## TASK TO COMPLETE
Whichever lines include the word "self", copy them as they appear in the data.

Start of MATERIAL SHOWN

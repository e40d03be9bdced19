//! Read-only board view for hosts and UI.

use super::Board;
use crate::state::{DiceId, Position};
use crate::stats::RuntimeDiceStats;
use crate::unit::FireState;

#[derive(Clone, Debug, PartialEq)]
#[cfg_attr(feature = "serde", derive(serde::Serialize, serde::Deserialize))]
pub struct UnitSnapshot {
    pub id: DiceId,
    pub template: String,
    pub position: Position,
    pub level: u32,
    pub passive: Option<String>,
    pub fire_state: FireState,
    pub haste_sources: usize,
    pub stats: Option<RuntimeDiceStats>,
}

#[derive(Clone, Debug, Default, PartialEq)]
#[cfg_attr(feature = "serde", derive(serde::Serialize, serde::Deserialize))]
pub struct BoardSnapshot {
    pub combat_active: bool,
    pub units: Vec<UnitSnapshot>,
}

impl BoardSnapshot {
    pub fn unit(&self, id: DiceId) -> Option<&UnitSnapshot> {
        self.units.iter().find(|u| u.id == id)
    }
}

impl Board {
    pub fn snapshot(&self) -> BoardSnapshot {
        let units = self
            .units
            .iter()
            .map(|unit| UnitSnapshot {
                id: unit.id(),
                template: unit.template().id.clone(),
                position: unit.position,
                level: unit.level(),
                passive: unit.passive_name().map(str::to_owned),
                fire_state: unit.fire_state(),
                haste_sources: self.buffs.source_count(unit.id()),
                stats: unit.stats.clone(),
            })
            .collect();

        BoardSnapshot {
            combat_active: self.combat_active,
            units,
        }
    }
}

End of MATERIAL SHOWN

## WRITTEN SOLUTION
    pub fn unit(&self, id: DiceId) -> Option<&UnitSnapshot> {
        self.units.iter().find(|u| u.id == id)
    pub fn snapshot(&self) -> BoardSnapshot {
        let units = self
                haste_sources: self.buffs.source_count(unit.id()),
            combat_active: self.combat_active,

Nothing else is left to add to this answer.